**What to work on:** Reply only with how many lines of the listing below hold the word "broadcast".

**Source data:**

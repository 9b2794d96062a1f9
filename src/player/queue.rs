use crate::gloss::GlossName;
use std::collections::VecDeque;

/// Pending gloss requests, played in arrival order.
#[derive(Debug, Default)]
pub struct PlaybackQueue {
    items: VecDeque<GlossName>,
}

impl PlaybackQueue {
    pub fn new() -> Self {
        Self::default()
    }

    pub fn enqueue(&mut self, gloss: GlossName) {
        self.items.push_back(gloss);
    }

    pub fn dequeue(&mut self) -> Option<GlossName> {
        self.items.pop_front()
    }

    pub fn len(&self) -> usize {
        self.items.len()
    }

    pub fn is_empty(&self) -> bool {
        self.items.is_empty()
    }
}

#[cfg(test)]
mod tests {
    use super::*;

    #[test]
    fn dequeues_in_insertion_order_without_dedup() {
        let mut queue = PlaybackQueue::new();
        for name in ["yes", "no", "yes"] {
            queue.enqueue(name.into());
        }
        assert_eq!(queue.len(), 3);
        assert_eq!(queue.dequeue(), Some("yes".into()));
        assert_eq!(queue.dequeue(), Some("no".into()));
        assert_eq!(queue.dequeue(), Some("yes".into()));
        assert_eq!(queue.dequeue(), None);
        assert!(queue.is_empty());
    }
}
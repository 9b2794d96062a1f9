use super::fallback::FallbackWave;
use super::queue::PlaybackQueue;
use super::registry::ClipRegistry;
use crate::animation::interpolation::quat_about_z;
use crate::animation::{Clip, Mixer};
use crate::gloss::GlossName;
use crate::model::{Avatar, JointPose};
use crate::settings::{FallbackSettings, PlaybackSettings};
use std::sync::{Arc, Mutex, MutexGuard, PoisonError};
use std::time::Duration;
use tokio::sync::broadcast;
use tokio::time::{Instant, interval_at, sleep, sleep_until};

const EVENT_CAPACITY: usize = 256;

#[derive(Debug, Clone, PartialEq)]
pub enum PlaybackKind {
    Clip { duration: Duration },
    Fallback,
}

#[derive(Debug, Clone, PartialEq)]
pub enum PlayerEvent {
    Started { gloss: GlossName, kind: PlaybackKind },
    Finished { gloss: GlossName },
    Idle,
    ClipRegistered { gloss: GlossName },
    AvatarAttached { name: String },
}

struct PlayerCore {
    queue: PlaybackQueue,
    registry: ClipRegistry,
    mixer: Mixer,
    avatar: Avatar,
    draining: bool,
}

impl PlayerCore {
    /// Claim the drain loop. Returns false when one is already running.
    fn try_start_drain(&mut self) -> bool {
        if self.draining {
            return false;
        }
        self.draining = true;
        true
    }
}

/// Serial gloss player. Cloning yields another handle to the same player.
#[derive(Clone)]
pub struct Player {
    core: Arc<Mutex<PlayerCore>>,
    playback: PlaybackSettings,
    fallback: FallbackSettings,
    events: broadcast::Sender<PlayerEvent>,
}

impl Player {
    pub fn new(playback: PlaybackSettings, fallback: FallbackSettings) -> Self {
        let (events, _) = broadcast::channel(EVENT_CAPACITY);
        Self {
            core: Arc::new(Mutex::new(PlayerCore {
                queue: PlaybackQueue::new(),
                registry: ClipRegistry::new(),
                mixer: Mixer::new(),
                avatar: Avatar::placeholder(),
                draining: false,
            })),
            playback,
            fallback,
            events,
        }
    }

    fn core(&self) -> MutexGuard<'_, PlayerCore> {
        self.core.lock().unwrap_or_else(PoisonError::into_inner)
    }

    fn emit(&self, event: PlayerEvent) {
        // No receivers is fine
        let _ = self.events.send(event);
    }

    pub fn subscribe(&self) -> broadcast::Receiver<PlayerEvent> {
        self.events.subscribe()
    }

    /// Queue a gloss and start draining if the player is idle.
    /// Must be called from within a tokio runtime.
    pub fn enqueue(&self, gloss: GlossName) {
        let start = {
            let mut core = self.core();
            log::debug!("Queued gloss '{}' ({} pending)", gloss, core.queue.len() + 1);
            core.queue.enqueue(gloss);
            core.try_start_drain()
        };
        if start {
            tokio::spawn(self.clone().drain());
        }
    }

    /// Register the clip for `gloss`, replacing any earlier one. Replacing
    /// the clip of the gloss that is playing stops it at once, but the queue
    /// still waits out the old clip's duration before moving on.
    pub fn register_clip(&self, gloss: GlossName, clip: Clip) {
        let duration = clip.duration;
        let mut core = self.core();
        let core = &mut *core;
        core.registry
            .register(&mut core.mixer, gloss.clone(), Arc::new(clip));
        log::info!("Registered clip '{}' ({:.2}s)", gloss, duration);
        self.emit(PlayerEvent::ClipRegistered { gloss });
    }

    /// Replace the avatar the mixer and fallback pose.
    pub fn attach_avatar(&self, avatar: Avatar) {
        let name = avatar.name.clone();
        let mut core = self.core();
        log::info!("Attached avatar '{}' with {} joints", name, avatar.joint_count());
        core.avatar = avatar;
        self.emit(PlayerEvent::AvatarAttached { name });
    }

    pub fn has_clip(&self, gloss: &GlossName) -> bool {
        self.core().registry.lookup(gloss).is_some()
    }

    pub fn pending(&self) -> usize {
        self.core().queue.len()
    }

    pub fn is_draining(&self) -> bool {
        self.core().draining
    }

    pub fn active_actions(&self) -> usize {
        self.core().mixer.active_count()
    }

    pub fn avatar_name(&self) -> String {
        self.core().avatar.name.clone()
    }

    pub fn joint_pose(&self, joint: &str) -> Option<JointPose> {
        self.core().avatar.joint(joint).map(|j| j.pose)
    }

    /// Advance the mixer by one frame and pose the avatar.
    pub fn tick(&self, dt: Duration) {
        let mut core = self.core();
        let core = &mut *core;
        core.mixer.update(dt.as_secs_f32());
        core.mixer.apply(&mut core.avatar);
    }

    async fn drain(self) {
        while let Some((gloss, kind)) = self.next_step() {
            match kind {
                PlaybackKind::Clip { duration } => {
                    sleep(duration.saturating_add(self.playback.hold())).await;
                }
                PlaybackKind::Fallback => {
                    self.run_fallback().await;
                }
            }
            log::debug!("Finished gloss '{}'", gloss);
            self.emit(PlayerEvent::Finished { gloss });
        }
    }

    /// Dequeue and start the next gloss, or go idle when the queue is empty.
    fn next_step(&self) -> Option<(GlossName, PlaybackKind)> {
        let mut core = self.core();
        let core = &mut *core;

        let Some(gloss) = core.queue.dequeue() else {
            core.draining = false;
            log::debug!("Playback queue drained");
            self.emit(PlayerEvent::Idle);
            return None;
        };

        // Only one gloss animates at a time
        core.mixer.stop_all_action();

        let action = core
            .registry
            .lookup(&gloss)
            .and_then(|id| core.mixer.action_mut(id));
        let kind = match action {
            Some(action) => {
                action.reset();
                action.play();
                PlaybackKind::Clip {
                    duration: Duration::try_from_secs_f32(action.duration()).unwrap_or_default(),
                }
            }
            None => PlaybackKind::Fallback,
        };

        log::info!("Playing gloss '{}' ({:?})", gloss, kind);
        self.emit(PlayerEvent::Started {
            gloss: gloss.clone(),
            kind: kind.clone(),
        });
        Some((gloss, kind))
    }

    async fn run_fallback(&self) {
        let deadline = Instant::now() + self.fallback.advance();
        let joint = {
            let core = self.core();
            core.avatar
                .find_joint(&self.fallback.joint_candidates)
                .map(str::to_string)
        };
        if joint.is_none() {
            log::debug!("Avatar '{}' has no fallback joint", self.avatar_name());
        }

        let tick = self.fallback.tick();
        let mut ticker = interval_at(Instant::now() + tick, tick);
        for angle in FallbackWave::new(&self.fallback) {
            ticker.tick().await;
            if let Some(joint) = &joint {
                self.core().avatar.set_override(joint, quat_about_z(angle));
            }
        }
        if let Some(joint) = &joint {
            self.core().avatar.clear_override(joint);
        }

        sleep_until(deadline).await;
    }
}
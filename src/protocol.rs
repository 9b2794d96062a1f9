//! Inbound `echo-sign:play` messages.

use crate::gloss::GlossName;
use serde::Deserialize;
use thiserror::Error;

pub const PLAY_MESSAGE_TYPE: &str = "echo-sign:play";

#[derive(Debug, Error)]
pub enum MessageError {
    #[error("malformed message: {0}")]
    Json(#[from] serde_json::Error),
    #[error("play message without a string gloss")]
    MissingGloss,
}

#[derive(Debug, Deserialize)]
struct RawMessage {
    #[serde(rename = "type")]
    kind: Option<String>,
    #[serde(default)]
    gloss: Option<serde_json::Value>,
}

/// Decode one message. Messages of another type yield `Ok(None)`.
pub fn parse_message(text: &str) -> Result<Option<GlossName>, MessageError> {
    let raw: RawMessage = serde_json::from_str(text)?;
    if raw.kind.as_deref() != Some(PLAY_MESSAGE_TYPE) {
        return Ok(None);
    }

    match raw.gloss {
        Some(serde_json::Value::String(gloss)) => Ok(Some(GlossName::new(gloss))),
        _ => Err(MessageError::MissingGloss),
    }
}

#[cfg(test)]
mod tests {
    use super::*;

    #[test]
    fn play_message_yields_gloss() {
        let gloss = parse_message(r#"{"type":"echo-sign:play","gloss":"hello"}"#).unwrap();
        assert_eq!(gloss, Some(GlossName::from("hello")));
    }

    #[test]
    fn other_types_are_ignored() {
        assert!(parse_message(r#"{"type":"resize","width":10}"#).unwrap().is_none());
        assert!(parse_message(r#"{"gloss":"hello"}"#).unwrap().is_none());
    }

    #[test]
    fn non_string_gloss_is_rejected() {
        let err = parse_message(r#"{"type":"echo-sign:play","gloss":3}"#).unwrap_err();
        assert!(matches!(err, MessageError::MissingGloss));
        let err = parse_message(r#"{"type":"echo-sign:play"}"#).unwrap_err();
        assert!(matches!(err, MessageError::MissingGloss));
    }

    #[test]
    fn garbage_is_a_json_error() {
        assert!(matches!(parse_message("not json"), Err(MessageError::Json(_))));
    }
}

**Response to the task:** 4